Вместе с тем использование судебно-следственных материалов в качестве антропологического источника сопряжено с весьма специфическими трудностями. Очевидно, что коммуникация между инквизитором и крестьянином была для последнего событием экстраординарного характера и в силу своих обстоятельств, и ввиду возможных последствий. Логично поэтому предполагать, что ситуация допроса вызывала к жизни (и к фиксации на бумаге) особое «буферное пространство» текстов (его можно называть trial-lore — по аналогии с первоначальным значением термина «фольклор»), к которому относятся «признания» и «ложные показания», донос и самооговор и т. п. Степень соответствия этих текстов «естественному» обиходу крестьянской культуры могла, по-видимому, существенно варьироваться: даже применительно к источникам настоящей работы можно опознать ряд сюжетов и мотивов, вызванных к жизни именно ситуацией допроса. Один из наиболее показательных примеров — это признания в оргиях и ритуальном жертвоприношении новорожденных, навязанные подследственным хлыстам во время московского процесса 1745—1756 гг.

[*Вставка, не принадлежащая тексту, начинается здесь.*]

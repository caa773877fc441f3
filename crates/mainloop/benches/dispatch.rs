use criterion::{black_box, criterion_group, criterion_main, BenchmarkId, Criterion};
use mainloop::Dispatcher;
use std::sync::Arc;
use std::thread;

/// Start a loop on a dedicated thread and wait until it accepts work
fn spawn_loop(capacity: usize) -> (Arc<Dispatcher>, thread::JoinHandle<()>) {
    let dispatcher = Arc::new(Dispatcher::new());
    let (ready_tx, ready_rx) = crossbeam::channel::bounded(1);

    let d = dispatcher.clone();
    let handle = thread::Builder::new()
        .name("bench-loop".to_string())
        .spawn(move || {
            d.run_with_capacity(capacity, move || {
                let _ = ready_tx.send(());
            });
        })
        .unwrap();

    ready_rx.recv().unwrap();
    (dispatcher, handle)
}

fn bench_schedule_await(c: &mut Criterion) {
    let mut group = c.benchmark_group("schedule_await");

    for capacity in [0usize, 64] {
        let (dispatcher, handle) = spawn_loop(capacity);
        group.bench_with_input(BenchmarkId::new("round_trip", capacity), &capacity, |b, _| {
            b.iter(|| dispatcher.schedule_await_with(|| black_box(1u64) + 1).unwrap());
        });
        dispatcher.terminate();
        handle.join().unwrap();
    }

    group.finish();
}

fn bench_schedule(c: &mut Criterion) {
    let (dispatcher, handle) = spawn_loop(1024);

    c.bench_function("schedule_fire_and_forget", |b| {
        b.iter(|| dispatcher.schedule(|| {
            black_box(0u64);
        }));
    });

    dispatcher.terminate();
    handle.join().unwrap();
}

criterion_group!(benches, bench_schedule_await, bench_schedule);
criterion_main!(benches);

Ниже я буду специально рассматривать эти материалы, здесь же отмечу, что непосредственным источником этого «кровавого навета» была, с одной стороны, книжная традиция репрезентации ритуалов еретиков и иноверцев, а с другой — массовые «слухи и толки» о старообрядцах и сектантах. Что касается хлыстовских ритуалов как таковых, то никаких существенных особенностей, которые могли бы подать повод к подобным обвинениям, в них не обнаруживается.